Saved data entries:

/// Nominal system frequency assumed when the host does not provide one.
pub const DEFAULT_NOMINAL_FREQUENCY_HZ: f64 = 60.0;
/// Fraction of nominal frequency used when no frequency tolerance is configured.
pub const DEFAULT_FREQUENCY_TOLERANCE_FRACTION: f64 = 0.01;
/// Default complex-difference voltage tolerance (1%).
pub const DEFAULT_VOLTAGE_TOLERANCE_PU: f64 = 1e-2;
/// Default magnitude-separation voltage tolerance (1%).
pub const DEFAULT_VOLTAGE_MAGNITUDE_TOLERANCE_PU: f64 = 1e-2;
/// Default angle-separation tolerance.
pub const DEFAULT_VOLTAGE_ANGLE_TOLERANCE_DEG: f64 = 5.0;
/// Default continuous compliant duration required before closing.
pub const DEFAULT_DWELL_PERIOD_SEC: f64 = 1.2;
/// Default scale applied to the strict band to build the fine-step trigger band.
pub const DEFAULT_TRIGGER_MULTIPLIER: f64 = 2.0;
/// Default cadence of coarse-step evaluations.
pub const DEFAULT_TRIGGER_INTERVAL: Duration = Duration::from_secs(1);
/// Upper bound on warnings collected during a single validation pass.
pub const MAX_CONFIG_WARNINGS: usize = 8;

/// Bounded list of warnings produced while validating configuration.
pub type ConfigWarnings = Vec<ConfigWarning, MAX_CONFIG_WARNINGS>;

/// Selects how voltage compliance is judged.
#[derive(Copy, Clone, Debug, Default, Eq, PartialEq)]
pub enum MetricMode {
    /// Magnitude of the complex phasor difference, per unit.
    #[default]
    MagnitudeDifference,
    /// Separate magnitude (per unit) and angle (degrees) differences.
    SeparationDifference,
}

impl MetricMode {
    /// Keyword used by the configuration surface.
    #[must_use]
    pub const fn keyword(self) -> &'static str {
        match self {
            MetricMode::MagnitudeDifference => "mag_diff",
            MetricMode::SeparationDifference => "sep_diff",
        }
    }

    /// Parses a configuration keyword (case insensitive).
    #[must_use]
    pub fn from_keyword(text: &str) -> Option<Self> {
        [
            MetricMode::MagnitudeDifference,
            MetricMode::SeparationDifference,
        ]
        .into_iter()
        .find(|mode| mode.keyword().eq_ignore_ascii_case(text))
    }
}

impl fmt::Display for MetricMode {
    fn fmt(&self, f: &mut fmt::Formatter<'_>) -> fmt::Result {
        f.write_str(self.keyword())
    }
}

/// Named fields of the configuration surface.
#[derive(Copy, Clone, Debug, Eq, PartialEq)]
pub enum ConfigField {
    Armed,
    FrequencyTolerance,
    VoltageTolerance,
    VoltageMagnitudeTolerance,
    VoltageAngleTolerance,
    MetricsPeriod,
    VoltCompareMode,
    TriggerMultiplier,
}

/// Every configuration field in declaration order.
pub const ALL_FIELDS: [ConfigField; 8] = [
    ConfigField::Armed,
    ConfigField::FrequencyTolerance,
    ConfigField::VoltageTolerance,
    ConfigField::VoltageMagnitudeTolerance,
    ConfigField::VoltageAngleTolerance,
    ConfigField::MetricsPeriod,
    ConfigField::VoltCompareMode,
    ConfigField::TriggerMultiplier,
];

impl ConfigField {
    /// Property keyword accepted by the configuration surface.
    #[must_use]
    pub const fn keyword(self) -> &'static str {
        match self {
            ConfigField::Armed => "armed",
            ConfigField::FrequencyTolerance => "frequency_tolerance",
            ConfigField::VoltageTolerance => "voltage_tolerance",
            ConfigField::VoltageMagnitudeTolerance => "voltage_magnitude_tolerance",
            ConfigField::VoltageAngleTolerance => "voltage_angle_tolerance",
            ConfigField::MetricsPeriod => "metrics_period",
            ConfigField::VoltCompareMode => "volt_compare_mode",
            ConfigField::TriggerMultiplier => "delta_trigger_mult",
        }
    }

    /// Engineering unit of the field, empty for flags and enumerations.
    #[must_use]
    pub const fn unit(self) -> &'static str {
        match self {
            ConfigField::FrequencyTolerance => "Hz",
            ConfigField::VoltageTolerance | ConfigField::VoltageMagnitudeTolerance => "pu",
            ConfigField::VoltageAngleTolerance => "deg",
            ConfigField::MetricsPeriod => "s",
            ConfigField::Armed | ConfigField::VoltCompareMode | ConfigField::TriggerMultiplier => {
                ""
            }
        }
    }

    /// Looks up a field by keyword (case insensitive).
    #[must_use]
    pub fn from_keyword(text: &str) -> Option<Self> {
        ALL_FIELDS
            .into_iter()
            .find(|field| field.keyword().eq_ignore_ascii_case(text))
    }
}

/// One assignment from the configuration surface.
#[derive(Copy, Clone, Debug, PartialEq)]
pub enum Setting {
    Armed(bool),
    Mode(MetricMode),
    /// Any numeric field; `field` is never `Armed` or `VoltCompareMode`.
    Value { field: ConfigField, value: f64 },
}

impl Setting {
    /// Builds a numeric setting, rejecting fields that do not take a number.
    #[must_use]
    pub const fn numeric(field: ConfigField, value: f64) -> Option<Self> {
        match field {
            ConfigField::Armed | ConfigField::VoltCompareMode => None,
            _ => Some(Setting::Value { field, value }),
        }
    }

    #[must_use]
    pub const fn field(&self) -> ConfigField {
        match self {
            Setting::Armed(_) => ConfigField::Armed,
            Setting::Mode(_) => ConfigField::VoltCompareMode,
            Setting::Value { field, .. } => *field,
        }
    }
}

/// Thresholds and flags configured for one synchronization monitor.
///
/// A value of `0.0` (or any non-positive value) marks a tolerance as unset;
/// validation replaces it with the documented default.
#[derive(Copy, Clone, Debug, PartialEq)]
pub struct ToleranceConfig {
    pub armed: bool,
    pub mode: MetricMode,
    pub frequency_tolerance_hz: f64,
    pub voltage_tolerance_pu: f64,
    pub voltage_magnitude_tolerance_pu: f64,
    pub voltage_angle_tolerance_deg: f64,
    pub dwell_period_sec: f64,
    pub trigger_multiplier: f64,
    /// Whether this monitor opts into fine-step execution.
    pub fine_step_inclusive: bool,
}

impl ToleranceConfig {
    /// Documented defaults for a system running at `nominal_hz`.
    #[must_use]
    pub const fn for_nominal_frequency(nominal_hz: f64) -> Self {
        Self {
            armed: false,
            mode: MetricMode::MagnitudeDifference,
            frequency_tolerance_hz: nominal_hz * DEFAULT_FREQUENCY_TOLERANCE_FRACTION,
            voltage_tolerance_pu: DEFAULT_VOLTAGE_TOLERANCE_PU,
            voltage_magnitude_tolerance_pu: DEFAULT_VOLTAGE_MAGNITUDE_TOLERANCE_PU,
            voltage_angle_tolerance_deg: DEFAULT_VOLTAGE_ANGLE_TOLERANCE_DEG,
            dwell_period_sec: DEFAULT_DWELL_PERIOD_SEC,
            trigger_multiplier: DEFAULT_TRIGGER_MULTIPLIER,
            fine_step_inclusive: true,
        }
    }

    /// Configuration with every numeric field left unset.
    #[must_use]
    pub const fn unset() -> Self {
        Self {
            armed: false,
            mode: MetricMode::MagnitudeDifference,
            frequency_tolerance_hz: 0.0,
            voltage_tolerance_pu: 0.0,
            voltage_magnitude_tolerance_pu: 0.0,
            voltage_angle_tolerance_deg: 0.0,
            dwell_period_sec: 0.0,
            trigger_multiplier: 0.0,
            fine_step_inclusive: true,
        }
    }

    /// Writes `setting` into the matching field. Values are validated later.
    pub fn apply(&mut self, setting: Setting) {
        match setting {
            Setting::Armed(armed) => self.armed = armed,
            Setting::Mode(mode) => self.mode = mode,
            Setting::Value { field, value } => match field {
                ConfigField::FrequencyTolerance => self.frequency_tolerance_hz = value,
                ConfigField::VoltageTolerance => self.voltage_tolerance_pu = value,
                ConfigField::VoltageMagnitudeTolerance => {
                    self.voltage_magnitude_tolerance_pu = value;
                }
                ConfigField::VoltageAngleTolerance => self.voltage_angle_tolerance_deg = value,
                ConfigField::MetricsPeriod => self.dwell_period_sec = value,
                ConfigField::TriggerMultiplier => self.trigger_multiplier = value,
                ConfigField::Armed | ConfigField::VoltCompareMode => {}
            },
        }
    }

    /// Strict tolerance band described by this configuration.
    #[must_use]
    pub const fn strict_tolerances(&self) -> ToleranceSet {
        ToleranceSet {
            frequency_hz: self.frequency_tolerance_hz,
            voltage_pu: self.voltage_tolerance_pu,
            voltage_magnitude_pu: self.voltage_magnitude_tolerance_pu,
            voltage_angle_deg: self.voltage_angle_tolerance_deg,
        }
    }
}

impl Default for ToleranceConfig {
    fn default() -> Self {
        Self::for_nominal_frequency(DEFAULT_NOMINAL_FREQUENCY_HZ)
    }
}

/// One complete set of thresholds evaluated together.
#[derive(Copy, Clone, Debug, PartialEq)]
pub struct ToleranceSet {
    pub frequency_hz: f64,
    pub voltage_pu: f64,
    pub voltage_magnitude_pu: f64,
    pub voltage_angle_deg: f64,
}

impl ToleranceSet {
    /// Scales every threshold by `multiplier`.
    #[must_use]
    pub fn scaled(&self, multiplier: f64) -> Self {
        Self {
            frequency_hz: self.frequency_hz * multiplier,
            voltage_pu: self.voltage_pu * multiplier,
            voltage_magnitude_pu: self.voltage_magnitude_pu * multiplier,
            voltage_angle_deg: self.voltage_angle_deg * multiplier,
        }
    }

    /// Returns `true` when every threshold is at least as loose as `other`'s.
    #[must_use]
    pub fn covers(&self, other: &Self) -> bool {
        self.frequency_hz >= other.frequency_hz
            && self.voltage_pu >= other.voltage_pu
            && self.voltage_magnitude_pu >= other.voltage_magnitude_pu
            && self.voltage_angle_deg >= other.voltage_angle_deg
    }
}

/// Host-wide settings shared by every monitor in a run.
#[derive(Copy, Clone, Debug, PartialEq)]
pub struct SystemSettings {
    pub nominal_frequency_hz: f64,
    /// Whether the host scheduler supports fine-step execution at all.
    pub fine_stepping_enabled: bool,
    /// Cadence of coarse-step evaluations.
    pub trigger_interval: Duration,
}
--
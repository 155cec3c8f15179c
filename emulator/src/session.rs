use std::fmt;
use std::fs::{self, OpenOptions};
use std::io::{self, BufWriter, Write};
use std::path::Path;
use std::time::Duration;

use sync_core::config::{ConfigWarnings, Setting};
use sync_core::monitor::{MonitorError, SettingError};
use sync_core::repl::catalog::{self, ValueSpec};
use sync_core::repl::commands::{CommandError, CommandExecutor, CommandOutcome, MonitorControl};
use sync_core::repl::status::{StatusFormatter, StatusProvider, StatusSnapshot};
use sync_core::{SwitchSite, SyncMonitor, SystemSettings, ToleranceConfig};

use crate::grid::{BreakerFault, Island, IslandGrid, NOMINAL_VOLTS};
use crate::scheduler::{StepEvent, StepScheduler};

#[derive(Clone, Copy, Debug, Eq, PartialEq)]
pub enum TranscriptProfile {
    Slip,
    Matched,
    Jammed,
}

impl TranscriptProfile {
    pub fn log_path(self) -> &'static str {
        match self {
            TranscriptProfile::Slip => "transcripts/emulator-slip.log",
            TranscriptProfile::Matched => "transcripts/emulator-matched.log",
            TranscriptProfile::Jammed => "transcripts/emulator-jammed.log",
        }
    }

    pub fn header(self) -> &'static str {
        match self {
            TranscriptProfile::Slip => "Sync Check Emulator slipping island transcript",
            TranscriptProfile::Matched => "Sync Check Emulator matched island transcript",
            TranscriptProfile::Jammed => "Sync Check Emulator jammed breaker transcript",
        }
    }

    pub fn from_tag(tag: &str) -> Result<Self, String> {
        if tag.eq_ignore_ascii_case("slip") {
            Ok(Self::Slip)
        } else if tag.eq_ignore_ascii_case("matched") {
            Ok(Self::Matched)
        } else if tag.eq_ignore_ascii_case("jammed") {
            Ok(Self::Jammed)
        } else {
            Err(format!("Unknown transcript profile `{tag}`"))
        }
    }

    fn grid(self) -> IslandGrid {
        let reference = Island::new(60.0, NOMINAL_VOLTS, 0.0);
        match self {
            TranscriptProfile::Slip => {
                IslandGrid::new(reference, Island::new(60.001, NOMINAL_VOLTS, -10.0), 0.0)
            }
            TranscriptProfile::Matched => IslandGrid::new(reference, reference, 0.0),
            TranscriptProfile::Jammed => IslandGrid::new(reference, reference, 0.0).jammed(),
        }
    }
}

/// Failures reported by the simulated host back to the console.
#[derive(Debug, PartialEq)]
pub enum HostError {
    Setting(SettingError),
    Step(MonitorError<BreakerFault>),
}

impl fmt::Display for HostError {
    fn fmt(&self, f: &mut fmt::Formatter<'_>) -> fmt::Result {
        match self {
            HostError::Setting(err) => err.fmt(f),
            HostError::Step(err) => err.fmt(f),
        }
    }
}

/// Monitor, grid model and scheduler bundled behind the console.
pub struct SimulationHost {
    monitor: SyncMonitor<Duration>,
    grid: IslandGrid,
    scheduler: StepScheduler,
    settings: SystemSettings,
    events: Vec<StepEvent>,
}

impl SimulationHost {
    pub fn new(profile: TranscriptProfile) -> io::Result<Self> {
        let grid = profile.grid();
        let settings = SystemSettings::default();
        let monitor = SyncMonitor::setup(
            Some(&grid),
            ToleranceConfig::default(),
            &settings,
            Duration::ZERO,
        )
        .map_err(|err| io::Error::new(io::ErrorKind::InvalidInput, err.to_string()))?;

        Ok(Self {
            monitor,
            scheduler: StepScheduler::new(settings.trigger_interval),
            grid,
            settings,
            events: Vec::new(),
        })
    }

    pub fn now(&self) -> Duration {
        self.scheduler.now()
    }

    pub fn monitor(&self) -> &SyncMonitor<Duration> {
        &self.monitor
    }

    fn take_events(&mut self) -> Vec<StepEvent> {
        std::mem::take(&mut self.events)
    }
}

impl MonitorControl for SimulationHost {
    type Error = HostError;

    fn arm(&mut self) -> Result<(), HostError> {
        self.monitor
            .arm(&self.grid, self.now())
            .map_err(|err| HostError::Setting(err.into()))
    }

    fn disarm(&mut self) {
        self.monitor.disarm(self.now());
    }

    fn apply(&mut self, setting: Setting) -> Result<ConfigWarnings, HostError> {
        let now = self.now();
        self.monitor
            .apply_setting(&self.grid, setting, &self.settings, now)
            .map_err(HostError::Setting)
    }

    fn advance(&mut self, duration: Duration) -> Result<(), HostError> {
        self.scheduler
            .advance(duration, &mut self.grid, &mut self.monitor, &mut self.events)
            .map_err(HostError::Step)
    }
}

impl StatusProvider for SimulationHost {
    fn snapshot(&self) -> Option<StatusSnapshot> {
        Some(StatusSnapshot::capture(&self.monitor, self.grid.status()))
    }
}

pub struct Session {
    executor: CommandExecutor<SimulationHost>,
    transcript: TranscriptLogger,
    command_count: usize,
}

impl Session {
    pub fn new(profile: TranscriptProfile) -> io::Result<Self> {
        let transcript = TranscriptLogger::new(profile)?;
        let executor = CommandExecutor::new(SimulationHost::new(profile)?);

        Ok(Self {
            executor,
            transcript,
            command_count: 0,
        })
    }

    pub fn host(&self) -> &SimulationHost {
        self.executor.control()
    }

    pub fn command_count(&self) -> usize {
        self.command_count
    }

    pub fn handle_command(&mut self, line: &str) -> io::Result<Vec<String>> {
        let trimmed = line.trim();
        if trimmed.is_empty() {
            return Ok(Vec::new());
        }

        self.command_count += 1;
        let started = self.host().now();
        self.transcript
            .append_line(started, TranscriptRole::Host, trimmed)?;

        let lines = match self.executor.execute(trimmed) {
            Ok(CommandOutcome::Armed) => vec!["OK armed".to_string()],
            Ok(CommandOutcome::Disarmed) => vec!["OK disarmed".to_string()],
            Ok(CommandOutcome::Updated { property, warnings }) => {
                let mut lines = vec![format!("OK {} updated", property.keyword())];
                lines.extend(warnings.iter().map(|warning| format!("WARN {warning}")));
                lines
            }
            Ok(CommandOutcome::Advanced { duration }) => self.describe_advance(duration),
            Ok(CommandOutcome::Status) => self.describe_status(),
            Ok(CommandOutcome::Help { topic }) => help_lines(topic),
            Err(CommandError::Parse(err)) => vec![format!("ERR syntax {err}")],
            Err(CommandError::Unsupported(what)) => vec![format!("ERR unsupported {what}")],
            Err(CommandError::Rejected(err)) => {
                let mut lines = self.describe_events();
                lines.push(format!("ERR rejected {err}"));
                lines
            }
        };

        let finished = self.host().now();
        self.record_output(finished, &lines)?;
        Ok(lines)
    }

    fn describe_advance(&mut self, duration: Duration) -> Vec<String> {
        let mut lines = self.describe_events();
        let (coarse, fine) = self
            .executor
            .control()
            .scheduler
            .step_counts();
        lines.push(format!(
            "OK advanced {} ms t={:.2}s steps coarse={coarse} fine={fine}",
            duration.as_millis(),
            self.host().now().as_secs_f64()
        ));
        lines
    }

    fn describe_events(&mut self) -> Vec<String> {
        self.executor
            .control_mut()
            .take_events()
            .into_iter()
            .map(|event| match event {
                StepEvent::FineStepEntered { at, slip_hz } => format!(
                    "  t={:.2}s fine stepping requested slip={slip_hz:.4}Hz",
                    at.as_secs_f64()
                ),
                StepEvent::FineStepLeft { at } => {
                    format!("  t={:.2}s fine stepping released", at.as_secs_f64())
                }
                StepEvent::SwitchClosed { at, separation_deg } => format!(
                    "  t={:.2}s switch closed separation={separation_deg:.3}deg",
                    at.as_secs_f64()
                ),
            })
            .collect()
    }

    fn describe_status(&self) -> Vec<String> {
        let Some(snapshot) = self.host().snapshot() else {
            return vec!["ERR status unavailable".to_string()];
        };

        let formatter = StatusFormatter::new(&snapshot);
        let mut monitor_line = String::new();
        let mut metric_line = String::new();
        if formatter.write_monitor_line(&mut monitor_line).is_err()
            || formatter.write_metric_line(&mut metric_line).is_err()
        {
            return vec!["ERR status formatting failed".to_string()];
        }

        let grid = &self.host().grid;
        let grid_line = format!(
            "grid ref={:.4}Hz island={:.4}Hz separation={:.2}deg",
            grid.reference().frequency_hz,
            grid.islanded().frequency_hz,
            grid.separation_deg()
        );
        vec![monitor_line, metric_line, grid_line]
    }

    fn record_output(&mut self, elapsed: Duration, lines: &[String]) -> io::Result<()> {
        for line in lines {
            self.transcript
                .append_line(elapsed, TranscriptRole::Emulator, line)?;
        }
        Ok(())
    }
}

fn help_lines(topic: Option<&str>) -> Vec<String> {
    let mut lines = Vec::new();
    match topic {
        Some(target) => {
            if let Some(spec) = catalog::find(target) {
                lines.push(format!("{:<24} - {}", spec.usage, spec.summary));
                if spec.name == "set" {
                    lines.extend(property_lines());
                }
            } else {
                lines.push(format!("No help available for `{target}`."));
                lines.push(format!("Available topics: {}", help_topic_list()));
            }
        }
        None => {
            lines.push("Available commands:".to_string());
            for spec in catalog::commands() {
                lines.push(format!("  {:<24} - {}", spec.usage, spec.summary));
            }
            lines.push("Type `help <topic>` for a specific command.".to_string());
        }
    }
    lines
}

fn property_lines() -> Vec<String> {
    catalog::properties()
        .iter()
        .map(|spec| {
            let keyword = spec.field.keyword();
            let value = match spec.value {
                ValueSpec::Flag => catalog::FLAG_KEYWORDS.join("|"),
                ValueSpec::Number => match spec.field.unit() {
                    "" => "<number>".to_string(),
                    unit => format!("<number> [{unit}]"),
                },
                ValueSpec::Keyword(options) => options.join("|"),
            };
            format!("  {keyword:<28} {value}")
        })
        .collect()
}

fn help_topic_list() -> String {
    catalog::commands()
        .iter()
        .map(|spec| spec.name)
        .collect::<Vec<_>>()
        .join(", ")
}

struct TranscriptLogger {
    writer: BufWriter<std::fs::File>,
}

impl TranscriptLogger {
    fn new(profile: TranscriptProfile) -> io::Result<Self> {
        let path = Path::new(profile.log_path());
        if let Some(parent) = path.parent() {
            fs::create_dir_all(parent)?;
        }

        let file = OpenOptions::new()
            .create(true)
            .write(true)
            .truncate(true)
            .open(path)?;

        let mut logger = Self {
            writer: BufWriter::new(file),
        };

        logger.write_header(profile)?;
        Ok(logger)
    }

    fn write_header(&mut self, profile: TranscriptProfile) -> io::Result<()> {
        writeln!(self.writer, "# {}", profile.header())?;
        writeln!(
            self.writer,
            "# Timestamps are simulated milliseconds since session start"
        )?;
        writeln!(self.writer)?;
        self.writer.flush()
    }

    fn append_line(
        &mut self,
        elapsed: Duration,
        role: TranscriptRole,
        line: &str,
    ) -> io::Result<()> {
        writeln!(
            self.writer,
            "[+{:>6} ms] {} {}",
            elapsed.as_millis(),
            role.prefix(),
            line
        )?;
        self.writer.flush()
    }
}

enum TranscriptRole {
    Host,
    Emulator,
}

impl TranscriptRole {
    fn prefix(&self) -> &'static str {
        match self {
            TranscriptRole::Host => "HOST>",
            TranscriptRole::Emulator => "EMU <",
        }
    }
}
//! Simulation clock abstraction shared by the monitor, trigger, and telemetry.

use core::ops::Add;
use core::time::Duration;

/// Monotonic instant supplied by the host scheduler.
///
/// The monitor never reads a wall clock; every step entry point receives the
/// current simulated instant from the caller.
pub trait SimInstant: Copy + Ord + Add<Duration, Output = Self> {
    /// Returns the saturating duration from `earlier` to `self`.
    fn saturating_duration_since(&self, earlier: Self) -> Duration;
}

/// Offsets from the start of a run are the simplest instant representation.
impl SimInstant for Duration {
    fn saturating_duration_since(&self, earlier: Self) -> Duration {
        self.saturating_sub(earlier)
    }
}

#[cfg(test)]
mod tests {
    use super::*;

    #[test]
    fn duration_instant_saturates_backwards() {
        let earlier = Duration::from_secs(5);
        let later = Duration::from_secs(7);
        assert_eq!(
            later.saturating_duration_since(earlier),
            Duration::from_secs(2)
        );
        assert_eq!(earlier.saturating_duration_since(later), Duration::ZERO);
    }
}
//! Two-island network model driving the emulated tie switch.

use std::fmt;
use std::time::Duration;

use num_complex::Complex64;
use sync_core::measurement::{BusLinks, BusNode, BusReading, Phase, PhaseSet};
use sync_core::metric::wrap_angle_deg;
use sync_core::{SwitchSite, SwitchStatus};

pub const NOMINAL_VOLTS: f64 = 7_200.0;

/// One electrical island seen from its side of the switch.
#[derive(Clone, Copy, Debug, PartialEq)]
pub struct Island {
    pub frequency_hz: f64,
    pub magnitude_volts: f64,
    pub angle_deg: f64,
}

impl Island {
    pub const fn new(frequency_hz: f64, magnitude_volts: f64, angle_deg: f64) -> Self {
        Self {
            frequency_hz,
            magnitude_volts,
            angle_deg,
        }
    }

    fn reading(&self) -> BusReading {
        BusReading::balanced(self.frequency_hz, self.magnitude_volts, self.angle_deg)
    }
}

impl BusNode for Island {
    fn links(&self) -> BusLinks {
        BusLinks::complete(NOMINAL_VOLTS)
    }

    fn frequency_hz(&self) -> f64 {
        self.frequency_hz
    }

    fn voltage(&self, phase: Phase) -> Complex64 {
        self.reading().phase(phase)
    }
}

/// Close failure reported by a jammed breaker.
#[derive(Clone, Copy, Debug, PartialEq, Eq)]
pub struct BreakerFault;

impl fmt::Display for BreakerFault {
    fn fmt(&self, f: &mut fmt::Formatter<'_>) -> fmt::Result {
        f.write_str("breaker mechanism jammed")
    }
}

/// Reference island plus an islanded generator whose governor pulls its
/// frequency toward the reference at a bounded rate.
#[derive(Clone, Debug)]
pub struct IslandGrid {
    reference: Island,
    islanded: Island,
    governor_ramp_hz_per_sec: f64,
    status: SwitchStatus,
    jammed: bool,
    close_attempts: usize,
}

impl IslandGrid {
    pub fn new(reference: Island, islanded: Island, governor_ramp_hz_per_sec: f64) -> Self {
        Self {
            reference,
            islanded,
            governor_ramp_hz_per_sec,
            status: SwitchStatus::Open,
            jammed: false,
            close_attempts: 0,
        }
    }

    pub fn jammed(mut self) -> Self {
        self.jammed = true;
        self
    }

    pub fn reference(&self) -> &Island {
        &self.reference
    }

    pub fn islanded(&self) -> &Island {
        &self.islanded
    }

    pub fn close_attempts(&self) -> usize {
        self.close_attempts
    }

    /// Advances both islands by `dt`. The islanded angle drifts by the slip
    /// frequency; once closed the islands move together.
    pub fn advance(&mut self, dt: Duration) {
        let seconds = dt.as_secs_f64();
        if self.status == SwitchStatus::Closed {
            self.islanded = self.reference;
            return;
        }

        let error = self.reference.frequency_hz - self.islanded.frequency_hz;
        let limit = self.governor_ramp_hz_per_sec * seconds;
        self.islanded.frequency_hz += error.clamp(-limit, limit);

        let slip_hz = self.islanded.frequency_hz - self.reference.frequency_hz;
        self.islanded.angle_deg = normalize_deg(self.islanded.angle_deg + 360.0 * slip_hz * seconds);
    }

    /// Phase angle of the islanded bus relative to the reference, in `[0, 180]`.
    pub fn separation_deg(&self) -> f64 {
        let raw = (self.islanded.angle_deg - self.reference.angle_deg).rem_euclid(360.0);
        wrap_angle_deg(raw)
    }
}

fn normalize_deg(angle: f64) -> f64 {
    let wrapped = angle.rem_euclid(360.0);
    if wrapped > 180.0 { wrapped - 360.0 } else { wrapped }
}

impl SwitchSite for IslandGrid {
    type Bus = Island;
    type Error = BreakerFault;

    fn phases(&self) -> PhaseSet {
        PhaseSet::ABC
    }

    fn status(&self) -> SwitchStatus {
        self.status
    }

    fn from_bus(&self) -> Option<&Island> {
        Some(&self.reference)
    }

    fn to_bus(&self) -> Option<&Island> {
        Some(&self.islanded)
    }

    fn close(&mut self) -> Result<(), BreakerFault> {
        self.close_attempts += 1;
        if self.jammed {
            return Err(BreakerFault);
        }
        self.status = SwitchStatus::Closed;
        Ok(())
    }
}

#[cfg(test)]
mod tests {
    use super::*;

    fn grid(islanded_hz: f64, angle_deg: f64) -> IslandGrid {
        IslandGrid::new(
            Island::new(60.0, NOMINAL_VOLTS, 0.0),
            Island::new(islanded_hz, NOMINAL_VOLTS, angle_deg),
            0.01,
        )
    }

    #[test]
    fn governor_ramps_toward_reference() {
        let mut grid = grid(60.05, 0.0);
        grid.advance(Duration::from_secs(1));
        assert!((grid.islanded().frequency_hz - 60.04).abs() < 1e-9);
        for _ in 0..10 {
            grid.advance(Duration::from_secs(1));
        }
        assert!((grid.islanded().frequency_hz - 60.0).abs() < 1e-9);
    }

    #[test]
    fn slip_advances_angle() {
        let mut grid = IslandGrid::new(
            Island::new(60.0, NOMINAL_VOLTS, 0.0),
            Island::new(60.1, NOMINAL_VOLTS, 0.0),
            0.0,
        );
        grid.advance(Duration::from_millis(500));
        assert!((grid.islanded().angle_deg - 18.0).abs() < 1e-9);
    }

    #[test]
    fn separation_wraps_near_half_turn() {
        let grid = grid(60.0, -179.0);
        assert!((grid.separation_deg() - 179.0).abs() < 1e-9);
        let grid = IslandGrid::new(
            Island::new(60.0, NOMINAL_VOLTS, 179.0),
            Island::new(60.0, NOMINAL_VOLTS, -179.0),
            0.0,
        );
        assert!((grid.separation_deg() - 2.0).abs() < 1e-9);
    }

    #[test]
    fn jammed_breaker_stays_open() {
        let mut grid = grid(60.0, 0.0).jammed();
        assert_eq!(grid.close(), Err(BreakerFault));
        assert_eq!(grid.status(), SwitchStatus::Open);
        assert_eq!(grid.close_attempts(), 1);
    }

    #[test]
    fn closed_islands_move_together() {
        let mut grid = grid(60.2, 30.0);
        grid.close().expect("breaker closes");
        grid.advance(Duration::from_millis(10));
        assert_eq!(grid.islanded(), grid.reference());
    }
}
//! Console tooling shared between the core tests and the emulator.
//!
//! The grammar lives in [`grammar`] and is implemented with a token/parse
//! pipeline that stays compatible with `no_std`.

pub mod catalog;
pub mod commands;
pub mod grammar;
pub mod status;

WORK INSTRUCTION – Only the number is wanted: how many lines in the data include the string "CommandOutcome"?

SOLUTION TO THIS PROBLEM – 7